La línea que traza un dedo en el aire es invitación y vértigo.
Sigo hipnotizado; el canto, la palabra es camino, páramo,
pastel de azafrán en la boca de un muerto.
Divino corcel las riendas tensa, salta de cada casco
una moneda de oro ardiente como un témpano.

Toda la sabiduría anterior a ti fue falsa.

Digamos que al hablar te liberas,
esclavo de lo que callas,
alimentas un monstruo, una glorieta oscura
allí donde la luz debiera ser insoportable.
Pasas como un centauro, una centella
y dios: granada, espuela, esquirla.
La fruta que al detonar esparce
semillas de muerte, sumo escarlata.
Una sombra siniestra te galopa.
Serás el inocente que ahora paga por la letra perversa
trastocada en pecado sobre la piel de un pez.
Los que llegaron primero dulcemente te someten.
Ellos fueron puntuales. Nacieron un día antes,
morirán un día después de que el mundo acabe.
Pero una mañana el hombre amanecerá temprano
y encontrará la tabla limpia sobre el agua.
Descubrirá que la ley se rescribe cada madrugada.
Se beberá la piedra, escupirá los dientes,
y a la sangre que brota le llamará su vino:
ese caldo tibio que sella cualquier alianza.

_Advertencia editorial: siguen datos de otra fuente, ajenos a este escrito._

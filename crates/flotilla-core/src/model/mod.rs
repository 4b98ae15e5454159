//! Deployment descriptor model and boundary parser.

pub mod descriptor;
pub mod parser;

pub use descriptor::{
    DeploymentDescriptor, Module, Properties, ProvidedDependency, RequiredDependency, Resource,
    SchemaVersion, SERVICE_RESOURCE_TYPES,
};
pub use parser::{parse_path, parse_str};
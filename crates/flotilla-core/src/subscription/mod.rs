//! Durable records of cross-MTA configuration consumption.
//!
//! When a descriptor resolves an external configuration reference, a
//! subscription is recorded so change-notification logic can later find
//! every consumer of a provider and trigger re-resolution. Building is a
//! pure function over the pre-substitution descriptor snapshot and the
//! resolved reference map; same inputs produce the same subscription set.

use std::collections::{BTreeMap, BTreeSet};

use serde::{Deserialize, Serialize};

use crate::model::DeploymentDescriptor;
use crate::registry::filter::ConfigurationFilter;
use crate::resolve::references::ResolvedConfigurationReference;

/// Which descriptor element declared the consuming dependency.
#[derive(Debug, Clone, PartialEq, Eq, PartialOrd, Ord, Hash, Serialize, Deserialize)]
#[serde(rename_all = "snake_case", tag = "kind", content = "name")]
pub enum SubscriptionOwner {
    /// A module; its name doubles as the application name.
    Module(String),
    Resource(String),
}

impl SubscriptionOwner {
    pub fn name(&self) -> &str {
        match self {
            SubscriptionOwner::Module(name) | SubscriptionOwner::Resource(name) => name,
        }
    }
}

/// One consumer's dependency on a provider's published configuration.
#[derive(Debug, Clone, PartialEq, Eq, PartialOrd, Ord, Serialize, Deserialize)]
pub struct ConfigurationSubscription {
    pub mta_id: String,
    pub space_id: String,
    pub owner: SubscriptionOwner,
    /// Name of the configuration resource as declared in the descriptor.
    pub resource_name: String,
    pub filter: ConfigurationFilter,
    /// Ids of the entries the reference resolved to. Empty when the
    /// reference matched nothing (inactive or unprovided yet).
    pub entry_ids: BTreeSet<i64>,
    /// Inactive references keep their subscription but are not eligible
    /// for re-resolution until reactivated.
    pub active: bool,
}

/// Builds subscriptions from the descriptor as it looked before reference
/// substitution, so recorded dependency shapes match what was declared.
pub struct SubscriptionFactory;

impl SubscriptionFactory {
    pub fn create_subscriptions(
        descriptor: &DeploymentDescriptor,
        resolved: &BTreeMap<String, ResolvedConfigurationReference>,
        space_id: &str,
    ) -> Vec<ConfigurationSubscription> {
        let mut subscriptions = Vec::new();
        for module in &descriptor.modules {
            for dependency in &module.required {
                if let Some(reference) = resolved.get(&dependency.name) {
                    subscriptions.push(Self::subscription(
                        descriptor,
                        SubscriptionOwner::Module(module.name.clone()),
                        reference,
                        space_id,
                    ));
                }
            }
        }
        for resource in &descriptor.resources {
            for dependency in &resource.required {
                if let Some(reference) = resolved.get(&dependency.name) {
                    subscriptions.push(Self::subscription(
                        descriptor,
                        SubscriptionOwner::Resource(resource.name.clone()),
                        reference,
                        space_id,
                    ));
                }
            }
        }
        subscriptions
    }

    fn subscription(
        descriptor: &DeploymentDescriptor,
        owner: SubscriptionOwner,
        reference: &ResolvedConfigurationReference,
        space_id: &str,
    ) -> ConfigurationSubscription {
        ConfigurationSubscription {
            mta_id: descriptor.id.clone(),
            space_id: space_id.to_string(),
            owner,
            resource_name: reference.resource_name().to_string(),
            filter: reference.filter.clone(),
            entry_ids: reference.entry_ids.iter().copied().collect(),
            active: reference.is_active(),
        }
    }
}

#[cfg(test)]
mod tests {
    use super::*;
    use crate::model::parse_str;
    use crate::registry::entry::CloudTarget;
    use crate::registry::filter::parse_resource_filter;

    const DESCRIPTOR: &str = r#"
_schema-version: "3"
ID: consumer
version: 1.0.0
modules:
  - name: web
    type: javascript
    requires:
      - name: central-api
      - name: local-db
  - name: worker
    type: javascript
    requires:
      - name: central-api
resources:
  - name: local-db
    type: org.cloudfoundry.managed-service
    requires:
      - name: central-api
  - name: central-api
    type: configuration
    parameters:
      provider-id: "provider:api"
"#;

    fn resolved_reference(
        descriptor: &DeploymentDescriptor,
        entry_ids: Vec<i64>,
    ) -> BTreeMap<String, ResolvedConfigurationReference> {
        let source = descriptor.resource("central-api").unwrap().clone();
        let filter = parse_resource_filter(&source, &CloudTarget::new("org", "dev"))
            .unwrap()
            .unwrap();
        BTreeMap::from([(
            source.name.clone(),
            ResolvedConfigurationReference {
                filter,
                source,
                resolved: Vec::new(),
                entry_ids,
            },
        )])
    }

    #[test]
    fn test_one_subscription_per_consuming_dependency() {
        let descriptor = parse_str(DESCRIPTOR).unwrap();
        let resolved = resolved_reference(&descriptor, vec![7, 3]);

        let subscriptions =
            SubscriptionFactory::create_subscriptions(&descriptor, &resolved, "space-guid");

        let owners: BTreeSet<_> = subscriptions.iter().map(|s| s.owner.clone()).collect();
        assert_eq!(
            owners,
            BTreeSet::from([
                SubscriptionOwner::Module("web".into()),
                SubscriptionOwner::Module("worker".into()),
                SubscriptionOwner::Resource("local-db".into()),
            ])
        );
        for subscription in &subscriptions {
            assert_eq!(subscription.mta_id, "consumer");
            assert_eq!(subscription.space_id, "space-guid");
            assert_eq!(subscription.resource_name, "central-api");
            assert_eq!(subscription.entry_ids, BTreeSet::from([3, 7]));
            assert!(subscription.active);
        }
    }

    #[test]
    fn test_local_dependencies_produce_no_subscription() {
        let descriptor = parse_str(DESCRIPTOR).unwrap();
        let resolved = resolved_reference(&descriptor, vec![1]);

        let subscriptions =
            SubscriptionFactory::create_subscriptions(&descriptor, &resolved, "space-guid");

        assert!(
            subscriptions
                .iter()
                .all(|s| s.resource_name == "central-api")
        );
        assert_eq!(subscriptions.len(), 3);
    }

    #[test]
    fn test_build_is_order_insensitive_as_a_set() {
        let descriptor = parse_str(DESCRIPTOR).unwrap();
        let resolved = resolved_reference(&descriptor, vec![1]);

        let first: BTreeSet<_> =
            SubscriptionFactory::create_subscriptions(&descriptor, &resolved, "space-guid")
                .into_iter()
                .collect();
        let second: BTreeSet<_> =
            SubscriptionFactory::create_subscriptions(&descriptor, &resolved, "space-guid")
                .into_iter()
                .collect();
        assert_eq!(first, second);
    }

    #[test]
    fn test_inactive_reference_keeps_inactive_subscription() {
        let descriptor = parse_str(DESCRIPTOR).unwrap();
        let mut resolved = resolved_reference(&descriptor, Vec::new());
        if let Some(reference) = resolved.get_mut("central-api") {
            reference.source.active = false;
        }

        let subscriptions =
            SubscriptionFactory::create_subscriptions(&descriptor, &resolved, "space-guid");

        assert!(!subscriptions.is_empty());
        assert!(subscriptions.iter().all(|s| !s.active));
        assert!(subscriptions.iter().all(|s| s.entry_ids.is_empty()));
    }
}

Ahora te digo: Ninguna ley fue escrita en piedra
ni las palabras de dios caen como guijarros,
pulidas por los ríos celestes, granizo en lluvia,
el agua que mañana has de beber fluye mansa
por los ríos subterráneos, es hielo, aloe, vinagre.

Aquí se dice que el papel es la materia más noble.
Que el éter, incluso el laberinto virtual, su palimpsesto,
es otra forma de viajar sin lastre.
Y se dice, contra todas las lógicas,
que los hombres al nacer lo saben todo.
Que la vida es un continuo ir olvidando.

Tenía veinte años el sabio de Vilnus,
cuando bajando la frente los ancianos
le escuchaban zurcir la poesía del tzimtzum.
Todo estaba dicho,
pero como nadie escucha,
hubo de repetirlo todo.
Cuando te dan de comer esa fruta sin hueso,
y las que fueron habas secas
tienen la consistencia carnosa del durazno,
debes echar a un lado la tentación y el hambre.

De Cántaro. Hypemermedia Americas, 2017. También publicado bilingue en Jai-Alai 2, Abril, 2016.